* **ABOUT THIS EXERCISE**
Scan the data below and copy each line where "HashMap" occurs.

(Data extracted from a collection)
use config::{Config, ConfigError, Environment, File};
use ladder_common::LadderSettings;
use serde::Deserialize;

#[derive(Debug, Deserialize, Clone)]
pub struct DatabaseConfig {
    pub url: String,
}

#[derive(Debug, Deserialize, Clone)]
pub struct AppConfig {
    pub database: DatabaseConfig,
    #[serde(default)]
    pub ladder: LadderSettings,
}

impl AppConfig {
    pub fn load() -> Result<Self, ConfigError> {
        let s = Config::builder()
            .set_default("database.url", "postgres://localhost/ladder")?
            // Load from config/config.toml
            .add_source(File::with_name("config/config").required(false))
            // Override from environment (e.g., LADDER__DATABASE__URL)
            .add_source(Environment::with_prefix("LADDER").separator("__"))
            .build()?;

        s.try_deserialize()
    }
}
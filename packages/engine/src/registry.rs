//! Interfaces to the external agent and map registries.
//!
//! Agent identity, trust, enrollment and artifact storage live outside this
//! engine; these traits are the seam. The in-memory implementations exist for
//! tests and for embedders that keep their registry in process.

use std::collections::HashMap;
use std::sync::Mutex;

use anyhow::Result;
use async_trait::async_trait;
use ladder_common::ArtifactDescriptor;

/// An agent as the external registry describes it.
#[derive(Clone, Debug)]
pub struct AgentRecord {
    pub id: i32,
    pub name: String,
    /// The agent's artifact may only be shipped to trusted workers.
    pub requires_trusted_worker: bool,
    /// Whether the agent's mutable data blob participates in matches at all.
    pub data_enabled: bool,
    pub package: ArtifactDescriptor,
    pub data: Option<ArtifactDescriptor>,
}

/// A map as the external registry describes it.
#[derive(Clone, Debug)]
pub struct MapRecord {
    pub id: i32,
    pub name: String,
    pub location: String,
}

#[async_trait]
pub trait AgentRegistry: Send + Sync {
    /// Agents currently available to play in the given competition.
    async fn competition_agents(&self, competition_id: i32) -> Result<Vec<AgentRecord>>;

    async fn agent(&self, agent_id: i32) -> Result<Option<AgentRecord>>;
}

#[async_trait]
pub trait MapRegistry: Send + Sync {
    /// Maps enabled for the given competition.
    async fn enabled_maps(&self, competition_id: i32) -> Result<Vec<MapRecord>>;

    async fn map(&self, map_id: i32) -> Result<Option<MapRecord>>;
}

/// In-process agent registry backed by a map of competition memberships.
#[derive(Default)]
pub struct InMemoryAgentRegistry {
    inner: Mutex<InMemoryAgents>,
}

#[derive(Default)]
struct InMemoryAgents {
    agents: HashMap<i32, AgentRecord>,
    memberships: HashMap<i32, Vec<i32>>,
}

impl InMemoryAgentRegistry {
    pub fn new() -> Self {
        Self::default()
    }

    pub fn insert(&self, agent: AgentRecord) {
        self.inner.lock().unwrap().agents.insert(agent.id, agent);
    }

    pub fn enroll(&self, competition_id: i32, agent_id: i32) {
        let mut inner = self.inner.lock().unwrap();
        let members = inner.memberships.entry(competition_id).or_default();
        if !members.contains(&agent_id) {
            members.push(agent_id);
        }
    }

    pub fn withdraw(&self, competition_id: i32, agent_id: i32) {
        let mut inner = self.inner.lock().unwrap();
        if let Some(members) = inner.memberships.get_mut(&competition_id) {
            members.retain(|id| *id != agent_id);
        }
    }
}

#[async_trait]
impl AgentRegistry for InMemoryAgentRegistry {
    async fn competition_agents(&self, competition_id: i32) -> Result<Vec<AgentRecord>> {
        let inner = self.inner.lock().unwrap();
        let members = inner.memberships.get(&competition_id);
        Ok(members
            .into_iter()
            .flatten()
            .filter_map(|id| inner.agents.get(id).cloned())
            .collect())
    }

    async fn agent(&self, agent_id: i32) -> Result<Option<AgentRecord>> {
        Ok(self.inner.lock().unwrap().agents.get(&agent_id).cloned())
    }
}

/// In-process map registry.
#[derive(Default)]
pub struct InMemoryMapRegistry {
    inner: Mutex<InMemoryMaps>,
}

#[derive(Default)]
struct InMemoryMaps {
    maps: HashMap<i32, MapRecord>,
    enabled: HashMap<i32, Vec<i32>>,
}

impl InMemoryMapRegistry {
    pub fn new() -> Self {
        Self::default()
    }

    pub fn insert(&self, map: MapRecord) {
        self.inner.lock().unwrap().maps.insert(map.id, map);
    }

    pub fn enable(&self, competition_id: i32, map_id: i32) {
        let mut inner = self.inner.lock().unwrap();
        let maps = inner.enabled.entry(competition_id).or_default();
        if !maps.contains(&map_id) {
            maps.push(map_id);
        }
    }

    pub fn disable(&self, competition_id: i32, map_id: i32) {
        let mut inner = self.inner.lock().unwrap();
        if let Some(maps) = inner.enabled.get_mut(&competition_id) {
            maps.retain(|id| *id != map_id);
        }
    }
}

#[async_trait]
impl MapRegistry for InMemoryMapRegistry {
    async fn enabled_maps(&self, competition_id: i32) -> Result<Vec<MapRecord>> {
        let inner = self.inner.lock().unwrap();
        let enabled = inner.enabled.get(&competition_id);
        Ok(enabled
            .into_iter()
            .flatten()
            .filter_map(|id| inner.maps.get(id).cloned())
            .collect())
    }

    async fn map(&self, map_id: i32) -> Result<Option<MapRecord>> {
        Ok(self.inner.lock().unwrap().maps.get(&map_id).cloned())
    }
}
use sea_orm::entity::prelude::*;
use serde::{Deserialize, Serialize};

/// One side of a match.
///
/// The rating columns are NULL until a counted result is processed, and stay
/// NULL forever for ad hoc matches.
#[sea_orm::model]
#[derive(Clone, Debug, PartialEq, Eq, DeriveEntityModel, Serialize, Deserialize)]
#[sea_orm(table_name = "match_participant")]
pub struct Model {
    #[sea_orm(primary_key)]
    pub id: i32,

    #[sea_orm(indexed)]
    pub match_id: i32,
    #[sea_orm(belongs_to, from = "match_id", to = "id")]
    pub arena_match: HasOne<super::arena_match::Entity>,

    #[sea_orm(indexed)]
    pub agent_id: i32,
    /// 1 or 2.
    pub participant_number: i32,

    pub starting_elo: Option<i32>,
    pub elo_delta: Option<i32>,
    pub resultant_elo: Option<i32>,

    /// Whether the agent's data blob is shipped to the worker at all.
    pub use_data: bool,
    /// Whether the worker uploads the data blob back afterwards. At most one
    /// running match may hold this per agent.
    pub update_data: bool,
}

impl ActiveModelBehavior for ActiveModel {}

* **OUTPUT OF THE TASK**
use std::collections::HashMap;
    agents: HashMap<i32, AgentRecord>,
    memberships: HashMap<i32, Vec<i32>>,
    maps: HashMap<i32, MapRecord>,
    enabled: HashMap<i32, Vec<i32>>,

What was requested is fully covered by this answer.